With planned peace talks hanging in the balance, more fuel-hungry airlines cancelled flights, oil prices opened higher and the keenly-watched S&P Global PMI index showed eurozone business activity shrinking for the first time in 16 months.
Iran vowed it will keep the strait closed to all but a trickle of approved vessels for as long as the United States blockades its ports, brushing off demands from President Donald Trump that it buckle to U.S. threats and both reopen Hormuz and surrender its enriched uranium.
While strikes around the region have mostly ceased since the two-week-old truce began, there has been no letup in the stand-off over the crucial trade route, with both sides seeking economic leverage, only for Trump to announce an indefinite ceasefire to create space for more Pakistani-mediated talks.
"A complete ceasefire only has meaning if it is not violated through a naval blockade," said Iran's parliamentary speaker Mohammad Bagher Ghalibaf, who led Tehran's delegation at a first round of talks. "Reopening the Strait of Hormuz is not possible amid a blatant violation of the ceasefire."

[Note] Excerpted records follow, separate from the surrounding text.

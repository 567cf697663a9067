//! In-memory reference driver
//!
//! A small, process-local document store implementing the
//! [`Datastore`]/[`Collection`](super::Collection) boundary. It exists for
//! the same reason an in-memory server exists for every production document
//! database: pipelines composed against it behave exactly as they would
//! against a remote store - including connection loss, via
//! [`Client::close`] - without any network in the picture.
//!
//! Semantics kept deliberately plain:
//! - collections auto-vivify on first use and keep records in insertion order
//! - filters match by field equality; an empty filter matches everything
//! - update payloads are merge patches: each field is written over the
//!   record's current value
//! - identities are assigned monotonically per collection

use std::collections::HashMap;
use std::sync::{Arc, Mutex};

use crate::effect::Effect;

use super::{
    Cursor, Datastore, DeleteResult, Document, Filter, InsertManyResult, InsertOneResult, Record,
    RecordId, StoreError, Update, UpdateResult,
};

/// Establish a connection to an in-memory store.
///
/// Accepts `memory://<name>` connection strings and fails with
/// [`StoreError::InvalidUri`] otherwise. Each successful connect produces a
/// fresh, empty store; the name only namespaces the URI, it is not a
/// registry key.
///
/// # Examples
///
/// ```
/// use driftwood::store::memory;
///
/// # tokio_test::block_on(async {
/// assert!(memory::connect("memory://demo").run(&()).await.is_success());
/// assert!(memory::connect("postgres://nope").run(&()).await.is_failure());
/// # });
/// ```
pub fn connect(uri: &str) -> Effect<Client, StoreError, ()> {
    let uri = uri.to_owned();
    Effect::from_async(move |_| async move {
        match uri.strip_prefix("memory://") {
            Some(name) if !name.is_empty() => Ok(Client::new()),
            _ => Err(StoreError::InvalidUri(uri)),
        }
    })
}

#[derive(Debug, Default)]
struct Shared {
    closed: bool,
    databases: HashMap<String, DatabaseState>,
}

#[derive(Debug, Default)]
struct DatabaseState {
    collections: HashMap<String, CollectionState>,
}

#[derive(Debug, Default)]
struct CollectionState {
    next_id: u64,
    records: Vec<Record>,
}

impl CollectionState {
    fn assign(&mut self, fields: Document) -> Record {
        self.next_id += 1;
        let record = Record {
            id: RecordId::new(self.next_id),
            fields,
        };
        self.records.push(record.clone());
        record
    }
}

fn matches(filter: &Filter, record: &Record) -> bool {
    filter
        .iter()
        .all(|(field, expected)| record.fields.get(field) == Some(expected))
}

fn apply_patch(record: &mut Record, update: &Update) -> bool {
    let mut changed = false;
    for (field, value) in update {
        if record.fields.get(field) != Some(value) {
            record.fields.insert(field.clone(), value.clone());
            changed = true;
        }
    }
    changed
}

/// A live connection to an in-memory store.
///
/// Cheap to clone; all clones (and every [`Database`]/collection handle
/// derived from them) share the same underlying state, so closing the client
/// invalidates all of them at once.
#[derive(Clone, Debug)]
pub struct Client {
    shared: Arc<Mutex<Shared>>,
}

impl Client {
    /// Create a connected client without the connection-string ceremony.
    pub fn new() -> Self {
        Client {
            shared: Arc::new(Mutex::new(Shared::default())),
        }
    }

    /// Get a handle on a named database within this client.
    pub fn database(&self, name: &str) -> Database {
        Database {
            name: name.to_owned(),
            shared: Arc::clone(&self.shared),
        }
    }

    /// Close the connection.
    ///
    /// Every subsequent driver call through any handle derived from this
    /// client rejects with [`StoreError::ConnectionClosed`].
    pub fn close(&self) {
        if let Ok(mut shared) = self.shared.lock() {
            shared.closed = true;
        }
    }
}

impl Default for Client {
    fn default() -> Self {
        Client::new()
    }
}

/// A named database: the environment the derived CRUD operations run against.
#[derive(Clone, Debug)]
pub struct Database {
    name: String,
    shared: Arc<Mutex<Shared>>,
}

impl Database {
    /// The database name.
    pub fn name(&self) -> &str {
        &self.name
    }
}

impl Datastore for Database {
    type Collection = Collection;

    fn collection(&self, name: &str) -> Collection {
        Collection {
            database: self.name.clone(),
            name: name.to_owned(),
            shared: Arc::clone(&self.shared),
        }
    }
}

/// A handle on one named collection of an in-memory database.
#[derive(Clone, Debug)]
pub struct Collection {
    database: String,
    name: String,
    shared: Arc<Mutex<Shared>>,
}

impl Collection {
    /// The collection name.
    pub fn name(&self) -> &str {
        &self.name
    }

    fn with_state<R>(&self, f: impl FnOnce(&mut CollectionState) -> R) -> Result<R, StoreError> {
        let mut shared = self
            .shared
            .lock()
            .map_err(|_| StoreError::Driver("store lock poisoned".to_owned()))?;
        if shared.closed {
            return Err(StoreError::ConnectionClosed);
        }
        let state = shared
            .databases
            .entry(self.database.clone())
            .or_default()
            .collections
            .entry(self.name.clone())
            .or_default();
        Ok(f(state))
    }
}

impl super::Collection for Collection {
    async fn find_one(&self, filter: Filter) -> Result<Option<Record>, StoreError> {
        self.with_state(|state| {
            state
                .records
                .iter()
                .find(|record| matches(&filter, record))
                .cloned()
        })
    }

    async fn find(&self, filter: Filter) -> Result<Cursor, StoreError> {
        self.with_state(|state| {
            Cursor::from_records(
                state
                    .records
                    .iter()
                    .filter(|record| matches(&filter, record))
                    .cloned()
                    .collect(),
            )
        })
    }

    async fn insert_one(&self, document: Document) -> Result<InsertOneResult, StoreError> {
        self.with_state(|state| InsertOneResult {
            record: state.assign(document),
        })
    }

    async fn insert_many(&self, documents: Vec<Document>) -> Result<InsertManyResult, StoreError> {
        self.with_state(|state| InsertManyResult {
            records: documents
                .into_iter()
                .map(|document| state.assign(document))
                .collect(),
        })
    }

    async fn delete_one(&self, filter: Filter) -> Result<DeleteResult, StoreError> {
        self.with_state(|state| {
            match state
                .records
                .iter()
                .position(|record| matches(&filter, record))
            {
                Some(index) => {
                    state.records.remove(index);
                    DeleteResult { deleted_count: 1 }
                }
                None => DeleteResult { deleted_count: 0 },
            }
        })
    }

    async fn delete_many(&self, filter: Filter) -> Result<DeleteResult, StoreError> {
        self.with_state(|state| {
            let before = state.records.len();
            state.records.retain(|record| !matches(&filter, record));
            DeleteResult {
                deleted_count: (before - state.records.len()) as u64,
            }
        })
    }

    async fn update_one(&self, filter: Filter, update: Update) -> Result<UpdateResult, StoreError> {
        self.with_state(|state| {
            match state
                .records
                .iter_mut()
                .find(|record| matches(&filter, record))
            {
                Some(record) => UpdateResult {
                    matched_count: 1,
                    modified_count: u64::from(apply_patch(record, &update)),
                },
                None => UpdateResult {
                    matched_count: 0,
                    modified_count: 0,
                },
            }
        })
    }

    async fn update_many(&self, filter: Filter, update: Update) -> Result<UpdateResult, StoreError> {
        self.with_state(|state| {
            let mut result = UpdateResult {
                matched_count: 0,
                modified_count: 0,
            };
            for record in state
                .records
                .iter_mut()
                .filter(|record| matches(&filter, record))
            {
                result.matched_count += 1;
                result.modified_count += u64::from(apply_patch(record, &update));
            }
            result
        })
    }
}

Ghalibaf's deputy, Hamidrez Hajibabei said Iran has received its first revenue from tolls it is imposing on ships seeking to cross Hormuz, a route that in peacetime accounts for a fifth of the world's oil and gas flows and other vital commodities.
Analysts said Tehran, in particular its hardline leaders associated with the Islamic Revolutionary Guards Corps (IRGC), believes that Iran's blockade gives it sufficient economic leverage to force Washington to back down on its main demands in eventual peace talks.
And some, such as Danny Citrinowicz of the Tel-Aviv Institute for National Security Studies, criticized Israel and the U.S. for misreading the Iranian government's position.
"Tehran has consistently demonstrated a willingness to absorb economic pain while holding firm on what it views as core national interests. There is little reason to believe this time will be different," he said, in a social media post.
Iran's Revolutionary Guards said they forced two ships to the Iranian shore from the Strait of Hormuz.
They identified the vessels as the Panama-flagged container ship MSC Francesca and the Liberia-flagged Epaminondas.
U.K.-based maritime security monitors confirmed that three commercial vessels had reported incidents involving gunboats in the strait.
The U.S. military's Central Command, meanwhile, said its forces blockading Iran's ports during the ceasefire had so far "directed 31 vessels to turn around or return to port.”